What's your thinking behind making var mandatory for declarations? Safety is obvious, but it seems like terseness is a really big goal for shell programming, especially interactive use.

Also, documentation wise, I don't see how/if you do variable expansion in strings. Same as sh?

var is for declaration, set for assignment. This is an important contrast that some dynamic languages miss; ironically JavaScript got it right. Contrast this

    var $x = "foo"; if $true { set $x = "bar" }; echo $x # outputs "bar"
with

    var $x = "foo"; if $true { var $x = "bar" }; echo $x # outputs "foo"
The declaration/assignment contrast is very important when it comes to closures (and there are closures in elvish). In python 2, for instance, there is no way (!) to assign to outer variables in closures since `=` declares and assigns at the same time in a `def` block.
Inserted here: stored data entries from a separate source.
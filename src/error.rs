use parambridge_native::{CommandStatus, NativeError, RecordId};
use thiserror::Error;

/// Result alias used throughout the bridge.
pub type BridgeResult<T> = Result<T, BridgeError>;

#[derive(Error, Debug)]
pub enum BridgeError {
    // ========== CONSTRUCTION ==========
    #[error("Duplicate identity: {message}")]
    DuplicateIdentity { message: String },

    #[error("Shape mismatch: {message}")]
    ShapeMismatch { message: String },

    #[error("Invalid callback signature: {message}")]
    InvalidCallbackSignature { message: String },

    #[error("No parameter found for {0}")]
    NotFound(String),

    // ========== DISPATCH ==========
    #[error("Invalid value '{value}' for argument '{argument}' of '{function}()': {reason}")]
    ArgumentCoercion {
        function: String,
        argument: String,
        value: String,
        reason: String,
    },

    #[error("Error calling script callback")]
    CallbackPropagation {
        #[source]
        source: Box<BridgeError>,
    },

    #[error("{message}")]
    Script { message: String },

    #[error("Command '{name}' failed with status {status:?}")]
    CommandFailed { name: String, status: CommandStatus },

    // ========== ACCESS ==========
    #[error("Array parameter index {index} out of range for length {len}")]
    IndexOutOfRange { index: i64, len: usize },

    #[error("Type mismatch: {message}")]
    TypeMismatch { message: String },

    #[error("No response from node {node}")]
    NoResponse { node: u16 },

    #[error("Handle for '{name}' has been destroyed")]
    HandleDestroyed { name: String },

    // ========== INVARIANTS ==========
    #[error("Use after free: record {record} is referenced by a handle but owned by no one")]
    UseAfterFree { record: RecordId },

    // ========== ENVIRONMENT ==========
    #[error("Invalid configuration: {0}")]
    Config(#[from] toml::de::Error),

    #[error(transparent)]
    Native(#[from] NativeError),
}

impl BridgeError {
    /// Error raised from user code.
    pub fn script(message: impl Into<String>) -> Self {
        BridgeError::Script {
            message: message.into(),
        }
    }

    /// Chain an error raised inside a dispatched callback.
    pub fn propagated(source: BridgeError) -> Self {
        BridgeError::CallbackPropagation {
            source: Box::new(source),
        }
    }

    /// Innermost error of a propagation chain.
    pub fn root_cause(&self) -> &BridgeError {
        match self {
            BridgeError::CallbackPropagation { source } => source.root_cause(),
            other => other,
        }
    }

    pub fn is_propagated(&self) -> bool {
        matches!(self, BridgeError::CallbackPropagation { .. })
    }
}

#[cfg(test)]
mod tests {
    use super::*;
    use std::error::Error as _;

    #[test]
    fn test_propagation_chain() {
        let err = BridgeError::propagated(BridgeError::script("boom"));
        assert!(err.is_propagated());
        assert_eq!(err.to_string(), "Error calling script callback");
        assert_eq!(err.source().map(|s| s.to_string()), Some("boom".to_string()));
        assert!(matches!(err.root_cause(), BridgeError::Script { .. }));
    }

    #[test]
    fn test_native_conversion() {
        let err: BridgeError = NativeError::InvalidParamType(99).into();
        assert_eq!(err.to_string(), "invalid parameter type code 99");
    }
}
use std::fmt;
use std::sync::Arc;

use parambridge_native::CommandId;

use crate::bridge::registry::EntryOwner;
use crate::bridge::{OwnershipState, trampoline};
use crate::bridge::ownership::handle_state;
use crate::error::{BridgeError, BridgeResult};
use crate::runtime::{Runtime, RuntimeShared, ScriptFunction, TokenCell, TokenGuard, Value};

/// Where a command's entry point lives.
#[derive(Clone, Copy, Debug, PartialEq, Eq)]
pub enum CommandOrigin {
    /// Registered by the foreign subsystem.
    Native,
    /// Registered through [`Command::create`]; runs a script function.
    Script,
}

pub(crate) struct CommandState {
    function: Option<ScriptFunction>,
    keep_alive: Option<Arc<CommandInner>>,
    destroyed: bool,
}

pub(crate) struct CommandInner {
    runtime: Arc<RuntimeShared>,
    id: CommandId,
    name: String,
    args_help: Option<String>,
    origin: CommandOrigin,
    state: TokenCell<CommandState>,
}

impl CommandInner {
    fn release(&self, guard: &TokenGuard<'_>) {
        let function = {
            let mut state = self.state.borrow_mut(guard);
            state.destroyed = true;
            state.function.take()
        };
        drop(function);

        let owner = self
            .runtime
            .commands
            .borrow_mut(guard)
            .remove(&self.id, self as *const CommandInner);
        if owner == EntryOwner::Other || self.origin == CommandOrigin::Native {
            return;
        }
        let removed = self
            .runtime
            .native
            .commands
            .remove_command_if(&self.name, self.id);
        tracing::debug!(name = %self.name, id = %self.id, removed, "released command");
    }
}

impl Drop for CommandInner {
    fn drop(&mut self) {
        if self.state.get_mut().destroyed {
            return;
        }
        let runtime = self.runtime.clone();
        let guard = runtime.token.acquire();
        self.release(&guard);
    }
}

/// Managed handle to a foreign command.
#[derive(Clone)]
pub struct Command {
    pub(crate) inner: Arc<CommandInner>,
}

impl Command {
    pub(crate) fn from_inner(inner: Arc<CommandInner>) -> Self {
        Self { inner }
    }

    /// Wrap the command currently registered as `name`.
    pub fn find(runtime: &Runtime, name: &str) -> BridgeResult<Command> {
        let shared = &runtime.shared;
        let mut guard = shared.token.acquire();
        let (info, existing) = loop {
            let info = shared
                .native
                .commands
                .find_command(name)
                .ok_or_else(|| BridgeError::NotFound(format!("command '{name}'")))?;
            let (existing, pending) = {
                let registry = shared.commands.borrow(&guard);
                (registry.find_or_none(&info.id), registry.is_pending(&info.id))
            };
            if !pending {
                break (info, existing);
            }
            // A released handle may still remove this command; look again
            // once it is done.
            shared.token.allow_threads(&mut guard, std::thread::yield_now);
        };
        if let Some(existing) = existing {
            return Ok(Command::from_inner(existing));
        }
        Ok(Self::register(
            shared,
            &guard,
            info.id,
            info.name,
            info.args_help,
            CommandOrigin::Native,
            None,
        ))
    }

    /// Register `function` as the command `name`.
    ///
    /// An existing command of the same name is replaced; its handle, if any,
    /// loses its keep-alive reference.
    pub fn create(
        runtime: &Runtime,
        name: &str,
        function: ScriptFunction,
        args_help: Option<String>,
        keep_alive: bool,
    ) -> BridgeResult<Command> {
        if name.is_empty() || name.contains(char::is_whitespace) {
            return Err(BridgeError::TypeMismatch {
                message: format!("invalid command name '{name}'"),
            });
        }
        let shared = &runtime.shared;
        let guard = shared.token.acquire();
        let (id, replaced) = shared.native.commands.insert_command(
            name,
            args_help.clone(),
            trampoline::invocation(shared),
        );

        if let Some(replaced) = replaced {
            tracing::warn!(name, old = %replaced, new = %id, "overriding existing command");
            let displaced = shared.commands.borrow(&guard).find_or_none(&replaced);
            if let Some(displaced) = displaced {
                Command::from_inner(displaced).set_keep_alive(false)?;
            }
        }

        let command = Self::register(
            shared,
            &guard,
            id,
            name.to_string(),
            args_help,
            CommandOrigin::Script,
            Some(function),
        );
        if keep_alive {
            command.set_keep_alive(true)?;
        }
        Ok(command)
    }

    fn register(
        shared: &Arc<RuntimeShared>,
        guard: &TokenGuard<'_>,
        id: CommandId,
        name: String,
        args_help: Option<String>,
        origin: CommandOrigin,
        function: Option<ScriptFunction>,
    ) -> Command {
        let inner = Arc::new(CommandInner {
            runtime: shared.clone(),
            id,
            name,
            args_help,
            origin,
            state: TokenCell::new(CommandState {
                function,
                keep_alive: None,
                destroyed: false,
            }),
        });
        shared.commands.borrow_mut(guard).insert(id, &inner);
        tracing::debug!(name = %inner.name, %id, ?origin, "bridged command");
        Command { inner }
    }

    pub fn name(&self) -> &str {
        &self.inner.name
    }

    pub fn id(&self) -> CommandId {
        self.inner.id
    }

    pub fn args_help(&self) -> Option<&str> {
        self.inner.args_help.as_deref()
    }

    pub fn origin(&self) -> CommandOrigin {
        self.inner.origin
    }

    pub fn function(&self) -> Option<ScriptFunction> {
        let guard = self.inner.runtime.token.acquire();
        self.inner.state.borrow(&guard).function.clone()
    }

    /// Swap the script function behind a script command. Invocations
    /// after this call run `function`; with `None` they fail as not found.
    pub fn set_function(&self, function: Option<ScriptFunction>) -> BridgeResult<()> {
        if self.inner.origin == CommandOrigin::Native {
            return Err(BridgeError::TypeMismatch {
                message: format!("'{}' is a native command without a script function", self.inner.name),
            });
        }
        let guard = self.inner.runtime.token.acquire();
        let previous = {
            let mut state = self.inner.state.borrow_mut(&guard);
            if state.destroyed {
                return Err(BridgeError::HandleDestroyed {
                    name: self.inner.name.clone(),
                });
            }
            std::mem::replace(&mut state.function, function)
        };
        drop(previous);
        tracing::debug!(name = %self.inner.name, "replaced command function");
        Ok(())
    }

    /// One-line usage: the declared argument help, else the function's
    /// parameter list.
    pub fn usage(&self) -> String {
        if let Some(args_help) = &self.inner.args_help {
            return format!("{} {args_help}", self.inner.name);
        }
        match self.function() {
            Some(function) => {
                let usage = function.usage();
                match usage.split_once(' ') {
                    Some((_, params)) => format!("{} {params}", self.inner.name),
                    None => self.inner.name.clone(),
                }
            }
            None => self.inner.name.clone(),
        }
    }

    pub fn same_handle(&self, other: &Command) -> bool {
        Arc::ptr_eq(&self.inner, &other.inner)
    }

    pub fn ref_count(&self) -> usize {
        Arc::strong_count(&self.inner)
    }

    pub fn state(&self) -> OwnershipState {
        let guard = self.inner.runtime.token.acquire();
        let state = self.inner.state.borrow(&guard);
        handle_state(state.destroyed, state.keep_alive.is_some())
    }

    pub fn keep_alive(&self) -> bool {
        let guard = self.inner.runtime.token.acquire();
        self.inner.state.borrow(&guard).keep_alive.is_some()
    }

    pub fn set_keep_alive(&self, keep_alive: bool) -> BridgeResult<()> {
        let guard = self.inner.runtime.token.acquire();
        let released = {
            let mut state = self.inner.state.borrow_mut(&guard);
            if state.destroyed {
                if keep_alive {
                    return Err(BridgeError::HandleDestroyed {
                        name: self.inner.name.clone(),
                    });
                }
                return Ok(());
            }
            match (keep_alive, state.keep_alive.is_some()) {
                (true, false) => {
                    state.keep_alive = Some(self.inner.clone());
                    None
                }
                (false, true) => state.keep_alive.take(),
                _ => return Ok(()),
            }
        };
        drop(released);
        tracing::debug!(name = %self.inner.name, keep_alive, "keep-alive changed");
        Ok(())
    }

    /// Destroy the handle now. A script command is removed from the list.
    pub fn forget(&self) {
        let guard = self.inner.runtime.token.acquire();
        let keep_alive = {
            let mut state = self.inner.state.borrow_mut(&guard);
            if state.destroyed {
                return;
            }
            state.keep_alive.take()
        };
        self.inner.release(&guard);
        drop(keep_alive);
    }

    /// Run the command through the command subsystem.
    ///
    /// Keyword arguments come first as `--key=value`, then positionals.
    /// A native command takes a true flag as a bare `--key` and drops a
    /// false one.
    #[cfg_attr(feature = "profiling", profiling::function)]
    pub fn invoke(&self, args: Vec<Value>, kwargs: Vec<(String, Value)>) -> BridgeResult<()> {
        let line = self.command_line(&args, &kwargs)?;
        let runtime = &self.inner.runtime;
        let mut guard = runtime.token.acquire();
        if self.inner.state.borrow(&guard).destroyed {
            return Err(BridgeError::HandleDestroyed {
                name: self.inner.name.clone(),
            });
        }

        tracing::trace!(name = %self.inner.name, %line, "invoking command");
        let commands = runtime.native.commands.clone();
        let result = runtime.token.allow_threads(&mut guard, || commands.execute(&line));
        let status = runtime.finish(&guard, result)?;
        if !status.is_success() {
            return Err(BridgeError::CommandFailed {
                name: self.inner.name.clone(),
                status,
            });
        }
        Ok(())
    }

    fn command_line(&self, args: &[Value], kwargs: &[(String, Value)]) -> BridgeResult<String> {
        let mut line = self.inner.name.clone();
        for (key, value) in kwargs {
            match value {
                Value::Bool(true) if self.inner.origin == CommandOrigin::Native => {
                    line.push_str(&format!(" --{key}"));
                }
                Value::Bool(false) if self.inner.origin == CommandOrigin::Native => {}
                _ => line.push_str(&format!(" --{key}={}", command_word(value)?)),
            }
        }
        for value in args {
            line.push(' ');
            line.push_str(&command_word(value)?);
        }
        Ok(line)
    }
}

/// Format one argument. Command lines are split on whitespace and carry
/// only scalars.
fn command_word(value: &Value) -> BridgeResult<String> {
    match value {
        Value::List(_) | Value::Parameter(_) | Value::Command(_) | Value::None => {
            Err(BridgeError::TypeMismatch {
                message: format!("cannot pass {} as a command argument", value.type_name()),
            })
        }
        Value::Str(s) if s.is_empty() || s.contains(char::is_whitespace) => {
            Err(BridgeError::TypeMismatch {
                message: format!("command argument {s:?} must be a single non-empty word"),
            })
        }
        other => Ok(other.to_string()),
    }
}

impl fmt::Debug for Command {
    fn fmt(&self, f: &mut fmt::Formatter<'_>) -> fmt::Result {
        f.debug_struct("Command")
            .field("name", &self.inner.name)
            .field("id", &self.inner.id)
            .field("origin", &self.inner.origin)
            .finish_non_exhaustive()
    }
}

impl PartialEq for Command {
    fn eq(&self, other: &Self) -> bool {
        self.same_handle(other)
    }
}

impl Eq for Command {}
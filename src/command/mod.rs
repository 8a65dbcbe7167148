//! Command handles.
//!
//! A [`Command`] wraps an entry of the foreign command list. Commands found
//! by name are invoked by formatting a command line; commands created from a
//! [`ScriptFunction`](crate::runtime::ScriptFunction) are installed with the
//! invocation trampoline and removed again when their handle is destroyed.

mod handle;

pub(crate) use handle::CommandInner;
pub use handle::{Command, CommandOrigin};
//! Callback signature validation.
//!
//! Runs before a function is attached to any record, so a rejected
//! function never becomes reachable from the trampoline.

use crate::error::{BridgeError, BridgeResult};
use crate::runtime::{ScriptFunction, TypeHint};

/// Value-changed callbacks and getters: `(param: Parameter, offset: int)`.
pub const CALLBACK_SIGNATURE: &[Option<TypeHint>] =
    &[Some(TypeHint::Parameter), Some(TypeHint::Int)];

/// Setters: `(param: Parameter, offset: int, value)`.
pub const SETTER_SIGNATURE: &[Option<TypeHint>] =
    &[Some(TypeHint::Parameter), Some(TypeHint::Int), None];

/// Check that `function` declares exactly `expected.len()` parameters of the
/// expected types.
///
/// Defaults do not relax the count. Missing hints are accepted.
pub fn validate_signature(
    function: &ScriptFunction,
    role: &str,
    expected: &[Option<TypeHint>],
) -> BridgeResult<()> {
    let arity = expected.len();
    let params = function.params();
    if params.len() != arity {
        return Err(BridgeError::InvalidCallbackSignature {
            message: format!(
                "{role} '{}' must take exactly {arity} arguments, it declares {}",
                function.name(),
                params.len()
            ),
        });
    }
    for (index, (param, expected)) in params.iter().zip(expected).enumerate() {
        if let (Some(declared), Some(expected)) = (param.hint, expected)
            && declared != *expected
        {
            return Err(BridgeError::InvalidCallbackSignature {
                message: format!(
                    "argument {index} ('{}') of {role} '{}' should be hinted as {}, not {}",
                    param.name,
                    function.name(),
                    expected.name(),
                    declared.name()
                ),
            });
        }
    }
    Ok(())
}

#[cfg(test)]
mod tests {
    use super::*;
    use crate::runtime::{ParamSpec, Value};

    fn function(params: Vec<ParamSpec>) -> ScriptFunction {
        params
            .into_iter()
            .fold(ScriptFunction::new("cb", |_| Ok(Value::None)), |f, p| {
                f.with_param(p)
            })
    }

    #[test]
    fn test_two_positional_accepted() {
        let f = function(vec![
            ParamSpec::hinted("param", TypeHint::Parameter),
            ParamSpec::hinted("offset", TypeHint::Int),
        ]);
        assert!(validate_signature(&f, "callback", CALLBACK_SIGNATURE).is_ok());

        let unhinted = function(vec![ParamSpec::new("p"), ParamSpec::new("o")]);
        assert!(validate_signature(&unhinted, "callback", CALLBACK_SIGNATURE).is_ok());
    }

    #[test]
    fn test_one_positional_rejected() {
        let f = function(vec![ParamSpec::new("param")]);
        assert!(matches!(
            validate_signature(&f, "callback", CALLBACK_SIGNATURE),
            Err(BridgeError::InvalidCallbackSignature { .. })
        ));
    }

    #[test]
    fn test_three_required_rejected() {
        let f = function(vec![
            ParamSpec::new("a"),
            ParamSpec::new("b"),
            ParamSpec::new("c"),
        ]);
        assert!(validate_signature(&f, "callback", CALLBACK_SIGNATURE).is_err());
    }

    #[test]
    fn test_third_with_default_rejected() {
        let f = function(vec![
            ParamSpec::new("a"),
            ParamSpec::new("b"),
            ParamSpec::new("c").default_value(1i64),
        ]);
        let err = validate_signature(&f, "callback", CALLBACK_SIGNATURE).unwrap_err();
        assert!(err.to_string().contains("exactly 2 arguments"));
    }

    #[test]
    fn test_setter_with_optional_value_rejected() {
        let f = function(vec![
            ParamSpec::new("param"),
            ParamSpec::new("offset"),
            ParamSpec::new("value"),
            ParamSpec::new("extra").default_value(0i64),
        ]);
        assert!(validate_signature(&f, "setter", SETTER_SIGNATURE).is_err());
    }

    #[test]
    fn test_wrong_hint_rejected() {
        let f = function(vec![
            ParamSpec::hinted("param", TypeHint::Parameter),
            ParamSpec::hinted("offset", TypeHint::Str),
        ]);
        let err = validate_signature(&f, "callback", CALLBACK_SIGNATURE).unwrap_err();
        assert!(err.to_string().contains("should be hinted as int"));
    }

    #[test]
    fn test_setter_takes_three() {
        let f = function(vec![
            ParamSpec::new("param"),
            ParamSpec::new("offset"),
            ParamSpec::new("value"),
        ]);
        assert!(validate_signature(&f, "setter", SETTER_SIGNATURE).is_ok());
        assert!(validate_signature(&f, "getter", CALLBACK_SIGNATURE).is_err());
    }
}
//! Runtime configuration.
//!
//! Defaults for every handle created by a [`Runtime`](crate::runtime::Runtime). All
//! fields are optional in TOML:
//!
//! ```toml
//! default_node = 4
//! default_timeout_ms = 500
//! default_retries = 3
//! ```

use std::time::Duration;

use serde::Deserialize;

use crate::error::BridgeResult;

#[derive(Debug, Clone, PartialEq, Eq, Deserialize)]
#[serde(deny_unknown_fields)]
pub struct BridgeConfig {
    /// Node used when a lookup does not name one.
    #[serde(default)]
    pub default_node: u16,
    /// Remote transaction timeout.
    #[serde(default = "default_timeout_ms")]
    pub default_timeout_ms: u64,
    /// Attempts per remote transaction.
    #[serde(default = "default_retries")]
    pub default_retries: u32,
    /// Parameter protocol version for remote transactions.
    #[serde(default = "default_paramver")]
    pub paramver: u8,
    /// Log list membership changes at info level instead of debug.
    #[serde(default)]
    pub verbose: bool,
}

fn default_timeout_ms() -> u64 {
    1000
}

fn default_retries() -> u32 {
    1
}

fn default_paramver() -> u8 {
    2
}

impl Default for BridgeConfig {
    fn default() -> Self {
        Self {
            default_node: 0,
            default_timeout_ms: default_timeout_ms(),
            default_retries: default_retries(),
            paramver: default_paramver(),
            verbose: false,
        }
    }
}

impl BridgeConfig {
    pub fn from_toml_str(source: &str) -> BridgeResult<Self> {
        Ok(toml::from_str(source)?)
    }

    pub fn default_timeout(&self) -> Duration {
        Duration::from_millis(self.default_timeout_ms)
    }
}
//! Parameter handles and their operations.

mod access;
mod create;
mod handle;

pub use create::{ParameterBuilder, list_parameters};
pub(crate) use handle::ParamInner;
pub use handle::Parameter;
There are no variable expansions, but strings are concatenated implicitly when they run together. In sh:

    echo "hello $name, welcome!"
In elvish:

    echo "hello "$name", welcome!"
Implicit concatenation can read a bit weird at first, but it's actually conceptually much simpler and only slightly more cumbersome than string interpolation. It also makes the syntax much simpler.
JavaScript didn't really get it right:

  var a = 1;

  function four() {
    if (true) {
      var a = 4;
    }

    alert(a); // alerts '4', not the global value of '1'
  }
Also, if you omit 'var', the code is still legal (except in strict mode), and the variable winds up in the global scope, which is a recipe for disaster.

Still, it's nice that 'var' exists in JS at all. The idea that variable declarations are unnecessary noise and should be elided -- an idea that dates back at least to BASIC -- is, in my opinion, one of the worst seductive ideas in programming language design. Unless your language has only a single global scope (like BASIC), it always causes problems -- and we know that block scope is important for nontrivial programs.

Elvish sounds interesting; I will have to check it out.

I don't think we know that. We know some notion of lexical scope is valuable, but function only vs block scope seems like an issue of familiarity/style.
Okay, but that doesn't change my point that a single global scope is archaic, and for good reason.
So I see why you want var, but can't you just treat "x = 5" as "set x = 5"?

You can also remove the need for var (at the expense of no safety for typos) by prohibiting shadowing, like coffeescript does.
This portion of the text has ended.